● Data to process:
──────

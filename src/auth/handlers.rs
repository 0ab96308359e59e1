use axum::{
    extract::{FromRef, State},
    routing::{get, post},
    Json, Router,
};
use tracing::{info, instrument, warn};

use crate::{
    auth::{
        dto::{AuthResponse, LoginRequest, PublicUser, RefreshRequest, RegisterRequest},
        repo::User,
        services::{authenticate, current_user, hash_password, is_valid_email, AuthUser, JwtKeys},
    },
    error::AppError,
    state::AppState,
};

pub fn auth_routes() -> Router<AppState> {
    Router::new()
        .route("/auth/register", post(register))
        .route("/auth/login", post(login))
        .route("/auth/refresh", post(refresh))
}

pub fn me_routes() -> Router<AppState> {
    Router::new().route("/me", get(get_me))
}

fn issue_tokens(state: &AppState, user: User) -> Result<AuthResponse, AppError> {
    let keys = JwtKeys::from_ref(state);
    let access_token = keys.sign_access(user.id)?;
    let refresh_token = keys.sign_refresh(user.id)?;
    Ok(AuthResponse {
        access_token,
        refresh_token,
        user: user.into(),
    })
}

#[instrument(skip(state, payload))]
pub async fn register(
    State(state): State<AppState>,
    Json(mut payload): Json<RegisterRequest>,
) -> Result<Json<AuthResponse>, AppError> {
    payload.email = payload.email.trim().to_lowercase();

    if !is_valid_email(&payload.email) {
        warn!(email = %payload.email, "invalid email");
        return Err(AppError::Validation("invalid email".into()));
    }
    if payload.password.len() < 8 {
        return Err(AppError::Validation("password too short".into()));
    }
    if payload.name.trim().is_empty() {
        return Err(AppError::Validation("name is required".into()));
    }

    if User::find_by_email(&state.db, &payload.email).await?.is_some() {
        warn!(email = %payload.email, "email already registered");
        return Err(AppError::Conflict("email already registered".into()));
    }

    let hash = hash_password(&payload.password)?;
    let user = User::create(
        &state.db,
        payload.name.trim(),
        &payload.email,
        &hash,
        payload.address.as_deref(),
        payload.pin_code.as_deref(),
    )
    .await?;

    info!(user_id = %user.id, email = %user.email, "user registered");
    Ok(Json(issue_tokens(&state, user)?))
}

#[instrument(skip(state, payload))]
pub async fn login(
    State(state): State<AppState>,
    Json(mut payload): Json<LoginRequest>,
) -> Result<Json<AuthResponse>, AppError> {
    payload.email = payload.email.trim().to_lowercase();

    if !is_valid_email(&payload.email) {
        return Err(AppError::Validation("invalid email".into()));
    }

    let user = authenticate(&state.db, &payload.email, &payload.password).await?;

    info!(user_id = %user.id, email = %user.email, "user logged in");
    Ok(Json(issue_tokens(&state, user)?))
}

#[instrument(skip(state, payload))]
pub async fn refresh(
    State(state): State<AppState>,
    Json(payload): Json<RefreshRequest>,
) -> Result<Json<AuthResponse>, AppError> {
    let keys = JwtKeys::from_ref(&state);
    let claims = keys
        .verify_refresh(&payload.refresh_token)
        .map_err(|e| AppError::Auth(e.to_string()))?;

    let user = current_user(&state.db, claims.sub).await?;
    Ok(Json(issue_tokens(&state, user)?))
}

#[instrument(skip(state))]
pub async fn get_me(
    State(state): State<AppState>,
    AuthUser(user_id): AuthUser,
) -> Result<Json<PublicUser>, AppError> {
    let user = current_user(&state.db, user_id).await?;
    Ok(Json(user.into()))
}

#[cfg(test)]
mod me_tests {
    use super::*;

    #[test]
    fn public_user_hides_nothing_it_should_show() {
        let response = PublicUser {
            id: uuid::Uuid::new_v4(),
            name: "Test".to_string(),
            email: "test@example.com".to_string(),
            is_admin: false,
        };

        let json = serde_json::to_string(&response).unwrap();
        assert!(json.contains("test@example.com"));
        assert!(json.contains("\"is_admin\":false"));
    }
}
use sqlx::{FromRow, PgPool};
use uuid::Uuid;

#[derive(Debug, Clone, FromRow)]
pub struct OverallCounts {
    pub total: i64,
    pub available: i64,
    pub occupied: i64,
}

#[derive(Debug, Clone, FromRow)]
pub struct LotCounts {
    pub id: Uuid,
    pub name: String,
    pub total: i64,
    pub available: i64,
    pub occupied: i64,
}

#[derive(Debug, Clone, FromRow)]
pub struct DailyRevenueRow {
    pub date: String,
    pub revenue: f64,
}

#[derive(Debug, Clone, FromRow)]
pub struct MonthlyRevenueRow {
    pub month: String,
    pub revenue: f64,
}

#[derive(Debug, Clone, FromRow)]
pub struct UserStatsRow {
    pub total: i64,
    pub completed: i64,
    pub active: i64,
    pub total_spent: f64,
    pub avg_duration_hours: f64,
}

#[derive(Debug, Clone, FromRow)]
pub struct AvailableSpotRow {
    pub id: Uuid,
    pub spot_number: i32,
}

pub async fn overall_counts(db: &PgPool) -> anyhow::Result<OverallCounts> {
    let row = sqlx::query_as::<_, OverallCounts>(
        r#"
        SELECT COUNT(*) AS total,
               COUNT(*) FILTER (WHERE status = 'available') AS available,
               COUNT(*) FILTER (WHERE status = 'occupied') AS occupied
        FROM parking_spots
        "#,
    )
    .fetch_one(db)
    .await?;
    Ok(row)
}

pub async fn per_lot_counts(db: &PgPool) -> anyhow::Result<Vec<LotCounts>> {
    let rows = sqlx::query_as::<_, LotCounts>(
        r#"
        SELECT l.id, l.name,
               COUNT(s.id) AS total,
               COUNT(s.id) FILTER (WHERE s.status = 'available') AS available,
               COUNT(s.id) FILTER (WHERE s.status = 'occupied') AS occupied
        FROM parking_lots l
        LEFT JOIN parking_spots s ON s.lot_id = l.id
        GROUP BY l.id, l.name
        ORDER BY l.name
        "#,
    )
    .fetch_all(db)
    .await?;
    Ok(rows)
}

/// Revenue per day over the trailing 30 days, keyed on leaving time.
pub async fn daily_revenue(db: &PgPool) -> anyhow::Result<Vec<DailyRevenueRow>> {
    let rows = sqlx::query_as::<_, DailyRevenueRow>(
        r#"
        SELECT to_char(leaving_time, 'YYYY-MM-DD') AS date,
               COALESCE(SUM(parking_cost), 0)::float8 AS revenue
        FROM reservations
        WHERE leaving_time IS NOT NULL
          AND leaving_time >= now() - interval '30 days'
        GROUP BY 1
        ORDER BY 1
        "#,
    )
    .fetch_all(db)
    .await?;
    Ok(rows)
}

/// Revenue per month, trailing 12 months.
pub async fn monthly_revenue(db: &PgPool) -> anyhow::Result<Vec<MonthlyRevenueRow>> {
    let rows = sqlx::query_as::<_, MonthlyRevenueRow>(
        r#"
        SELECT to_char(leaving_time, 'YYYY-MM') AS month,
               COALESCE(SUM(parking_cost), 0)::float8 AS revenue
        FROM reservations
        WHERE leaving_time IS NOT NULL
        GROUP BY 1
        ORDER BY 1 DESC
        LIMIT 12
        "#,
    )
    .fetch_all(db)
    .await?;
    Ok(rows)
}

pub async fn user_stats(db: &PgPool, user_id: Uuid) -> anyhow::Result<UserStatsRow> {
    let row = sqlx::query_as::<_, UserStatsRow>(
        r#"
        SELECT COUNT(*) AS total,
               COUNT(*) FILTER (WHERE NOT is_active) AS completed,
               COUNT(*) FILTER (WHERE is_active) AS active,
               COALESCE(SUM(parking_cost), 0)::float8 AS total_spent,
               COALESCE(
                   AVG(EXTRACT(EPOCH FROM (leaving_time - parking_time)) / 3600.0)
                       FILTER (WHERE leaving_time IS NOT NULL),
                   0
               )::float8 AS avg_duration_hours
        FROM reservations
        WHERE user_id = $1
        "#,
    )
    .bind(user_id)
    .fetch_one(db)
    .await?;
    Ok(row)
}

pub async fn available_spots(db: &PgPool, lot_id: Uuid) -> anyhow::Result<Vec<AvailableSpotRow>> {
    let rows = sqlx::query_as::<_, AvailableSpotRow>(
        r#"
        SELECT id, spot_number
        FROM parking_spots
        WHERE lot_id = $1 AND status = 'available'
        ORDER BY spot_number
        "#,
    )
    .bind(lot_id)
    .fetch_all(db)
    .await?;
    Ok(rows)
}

──────

● What needs to be done: Scan the lines above, and whenever one holds the string "warn", copy it.

● Answer:
use tracing::{info, instrument, warn};
        warn!(email = %payload.email, "invalid email");
        warn!(email = %payload.email, "email already registered");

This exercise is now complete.